━━━ Data for analysis

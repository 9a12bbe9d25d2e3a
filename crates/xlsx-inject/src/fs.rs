//! Filesystem helpers for the session's working copy and for saving.

use std::fs::{self, File};
use std::io::{self, Write};
use std::path::{Path, PathBuf};

use chrono::Local;
use tempfile::{NamedTempFile, TempPath};

use crate::error::Result;

pub(crate) fn parent_dir_or_dot(path: &Path) -> &Path {
    // `Path::parent` is `Some("")` for bare relative names like `out.xlsx`.
    path.parent()
        .filter(|p| !p.as_os_str().is_empty())
        .unwrap_or_else(|| Path::new("."))
}

/// Copy `template` into a fresh private file named `~YYYYMMDD_<name>.<random>.zip`.
///
/// The template is only ever opened for reading. The returned [`TempPath`] deletes the copy when
/// dropped or closed.
pub(crate) fn create_working_copy(template: &Path, working_dir: Option<&Path>) -> Result<TempPath> {
    let file_name = template
        .file_name()
        .map(|name| name.to_string_lossy().into_owned())
        .unwrap_or_else(|| "workbook".to_string());
    let prefix = format!("~{}_{}.", Local::now().format("%Y%m%d"), file_name);
    let dir: PathBuf = match working_dir {
        Some(dir) => dir.to_path_buf(),
        None => std::env::temp_dir(),
    };
    fs::create_dir_all(&dir)?;

    let mut source = File::open(template)?;
    let mut tmp = tempfile::Builder::new()
        .prefix(&prefix)
        .suffix(".zip")
        .tempfile_in(&dir)?;
    io::copy(&mut source, tmp.as_file_mut())?;
    tmp.as_file_mut().flush()?;
    tmp.as_file().sync_all()?;

    Ok(tmp.into_temp_path())
}

/// Copy `src` to `dest` through a temp file in the destination directory, then rename into
/// place. `dest` is left untouched if the copy fails.
pub(crate) fn atomic_copy(src: &Path, dest: &Path) -> Result<()> {
    let dir = parent_dir_or_dot(dest);
    fs::create_dir_all(dir)?;

    let mut source = File::open(src)?;
    let mut tmp = NamedTempFile::new_in(dir)?;
    io::copy(&mut source, tmp.as_file_mut())?;
    tmp.as_file_mut().flush()?;
    tmp.as_file().sync_all()?;
    tmp.persist(dest)?;
    Ok(())
}
pub mod template_builder;
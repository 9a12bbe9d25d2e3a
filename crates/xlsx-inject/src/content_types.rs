//! `[Content_Types].xml` registration.

use crate::error::{InjectError, Result};
use crate::xml::{XmlTree, CONTENT_TYPES_NS};

pub const CONTENT_TYPES_PART: &str = "[Content_Types].xml";
pub const SHARED_STRINGS_CONTENT_TYPE: &str =
    "application/vnd.openxmlformats-officedocument.spreadsheetml.sharedStrings+xml";

fn same_part(a: &str, b: &str) -> bool {
    a.trim_start_matches('/')
        .eq_ignore_ascii_case(b.trim_start_matches('/'))
}

/// Declare `part_name` with an `<Override>` unless one already exists.
///
/// The new entry is placed right after the styles override when there is one, else after the
/// last override. Returns `None` when the part was already declared.
pub fn ensure_override(xml: &[u8], part_name: &str, content_type: &str) -> Result<Option<Vec<u8>>> {
    let mut tree = XmlTree::parse(xml)?;
    let root = tree.root();
    if !tree.is(root, CONTENT_TYPES_NS, "Types") {
        return Err(InjectError::Invalid(format!(
            "expected <Types> root, found <{}>",
            tree.name(root)
        )));
    }

    let overrides: Vec<_> = tree.find_children(root, CONTENT_TYPES_NS, "Override").collect();
    if overrides
        .iter()
        .any(|o| tree.attr(*o, "PartName").is_some_and(|name| same_part(name, part_name)))
    {
        return Ok(None);
    }

    let node = tree.create_element_like(root, "Override");
    tree.set_attr(node, "PartName", format!("/{}", part_name.trim_start_matches('/')));
    tree.set_attr(node, "ContentType", content_type);

    let styles = overrides.iter().copied().find(|o| {
        tree.attr(*o, "PartName")
            .is_some_and(|name| same_part(name, "xl/styles.xml"))
    });
    match styles.or_else(|| overrides.last().copied()) {
        Some(anchor) => tree.insert_after(anchor, node)?,
        None => tree.append_child(root, node),
    }
    log::debug!("registered content type for {part_name}");
    Ok(Some(tree.to_bytes()?))
}

/// Drop the `<Override>` for `part_name`. Returns `None` when it was not declared.
pub fn remove_override(xml: &[u8], part_name: &str) -> Result<Option<Vec<u8>>> {
    let mut tree = XmlTree::parse(xml)?;
    let root = tree.root();
    let doomed: Vec<_> = tree
        .find_children(root, CONTENT_TYPES_NS, "Override")
        .filter(|o| tree.attr(*o, "PartName").is_some_and(|name| same_part(name, part_name)))
        .collect();
    if doomed.is_empty() {
        return Ok(None);
    }
    for node in doomed {
        tree.remove(node);
    }
    Ok(Some(tree.to_bytes()?))
}

#[cfg(test)]
mod tests {
    use super::*;

    const TYPES: &str = r#"<Types xmlns="http://schemas.openxmlformats.org/package/2006/content-types"><Default Extension="xml" ContentType="application/xml"/><Override PartName="/xl/workbook.xml" ContentType="wb"/><Override PartName="/xl/styles.xml" ContentType="styles"/><Override PartName="/docProps/app.xml" ContentType="app"/></Types>"#;

    #[test]
    fn override_lands_after_styles_and_only_once() {
        let updated = ensure_override(
            TYPES.as_bytes(),
            "xl/sharedStrings.xml",
            SHARED_STRINGS_CONTENT_TYPE,
        )
        .unwrap()
        .expect("override added");
        let xml = String::from_utf8(updated.clone()).unwrap();
        let styles = xml.find("/xl/styles.xml").unwrap();
        let shared = xml.find("/xl/sharedStrings.xml").unwrap();
        let app = xml.find("/docProps/app.xml").unwrap();
        assert!(styles < shared && shared < app, "{xml}");

        assert_eq!(
            ensure_override(&updated, "/XL/sharedStrings.xml", SHARED_STRINGS_CONTENT_TYPE).unwrap(),
            None
        );
    }

    #[test]
    fn override_is_appended_without_styles() {
        let xml = r#"<Types xmlns="http://schemas.openxmlformats.org/package/2006/content-types"/>"#;
        let updated = ensure_override(xml.as_bytes(), "xl/sharedStrings.xml", "ct")
            .unwrap()
            .unwrap();
        let doc_xml = String::from_utf8(updated).unwrap();
        let doc = roxmltree::Document::parse(&doc_xml).unwrap();
        let node = doc.root_element().first_element_child().unwrap();
        assert_eq!(node.attribute("PartName"), Some("/xl/sharedStrings.xml"));
    }

    #[test]
    fn remove_override_drops_the_entry() {
        let updated = remove_override(TYPES.as_bytes(), "xl/styles.xml").unwrap().unwrap();
        assert!(!String::from_utf8(updated.clone()).unwrap().contains("styles"));
        assert_eq!(remove_override(&updated, "xl/styles.xml").unwrap(), None);
    }
}
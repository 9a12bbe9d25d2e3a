//! In-place data injection into XLSX templates.
//!
//! A [`Workbook`] session copies a template to a private working file and edits individual
//! parts of that copy: cells are located or created in the worksheet XML, text is deduplicated
//! through the shared string table, cached formula results are dropped so the consumer
//! recomputes them, and everything else in the package (styles, charts, merged ranges, unknown
//! parts) is carried over byte-for-byte.
//!
//! ```no_run
//! use xlsx_inject::{InsertOptions, Scalar, Table, Workbook};
//!
//! # fn main() -> Result<(), xlsx_inject::InjectError> {
//! let mut book = Workbook::open("template.xlsx")?;
//! let mut sheet = book.sheet("Data")?;
//! sheet.insert(42i64, InsertOptions::at(3, 2))?;
//!
//! let mut table = Table::new(["region", "total"]);
//! table.push_row([Some("north".into()), Some(Scalar::Number(1250.5))]);
//! sheet.insert(table, InsertOptions::at(5, 3))?;
//! sheet.set_state(1)?;
//!
//! book.save("report.xlsx")?;
//! book.close()?;
//! # Ok(())
//! # }
//! ```
//!
//! Lower-level building blocks are public as well: [`a1`] coordinate math, the [`xml`] arena
//! tree, the [`container`] ZIP primitives and the per-part editors.

pub mod a1;
pub mod container;
pub mod content_types;
pub mod directory;
mod error;
pub mod formula;
mod fs;
pub mod recalc;
pub mod relationships;
mod session;
pub mod shared_strings;
pub mod value;
pub mod visibility;
pub mod worksheet;
pub mod xml;

pub use a1::{CellRef, RangeRef};
pub use container::PartLimits;
pub use directory::{SheetEntry, SheetVisibility};
pub use error::{InjectError, Result};
pub use recalc::RecalcPolicy;
pub use session::{OpenOptions, Workbook, Worksheet};
pub use value::{Axis, InsertOptions, Scalar, Table, Value};
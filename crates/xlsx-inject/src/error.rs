use thiserror::Error;

pub type Result<T> = std::result::Result<T, InjectError>;

#[derive(Debug, Error)]
pub enum InjectError {
    #[error("no path supplied")]
    MissingPath,
    #[error("the sheet [{name}] is not included in this workbook, possible sheets: {available:?}")]
    UnknownSheet {
        name: String,
        available: Vec<String>,
    },
    #[error("sheet state is outside of the parameters (0-2 expected, {0} received)")]
    InvalidState(i64),
    #[error("invalid cell coordinate: {0}")]
    InvalidCoordinate(String),
    #[error("invalid cell value: {0}")]
    InvalidValue(String),
    #[error("missing xlsx part: {0}")]
    MissingPart(String),
    #[error("invalid xlsx: {0}")]
    Invalid(String),
    #[error(
        "xlsx package part is too large to load safely: {part} is {size} bytes (max {max} bytes)"
    )]
    PartTooLarge { part: String, size: u64, max: u64 },
    #[error("zip error: {0}")]
    Zip(#[from] zip::result::ZipError),
    #[error("io error: {0}")]
    Io(#[from] std::io::Error),
    #[error("xml error: {0}")]
    Xml(#[from] quick_xml::Error),
    #[error("xml error: {0}")]
    RoXml(#[from] roxmltree::Error),
    #[error("xml attribute error: {0}")]
    Attr(#[from] quick_xml::events::attributes::AttrError),
    #[error("utf-8 error: {0}")]
    Utf8(#[from] std::str::Utf8Error),
}

impl From<std::string::FromUtf8Error> for InjectError {
    fn from(err: std::string::FromUtf8Error) -> Self {
        Self::Utf8(err.utf8_error())
    }
}

impl From<tempfile::PersistError> for InjectError {
    fn from(err: tempfile::PersistError) -> Self {
        Self::Io(err.error)
    }
}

━━━━━━

To do: Working through the records, copy each line in which the word "parts" appears.

Solution to the problem:
//! parts of that copy: cells are located or created in the worksheet XML, text is deduplicated
//! parts) is carried over byte-for-byte.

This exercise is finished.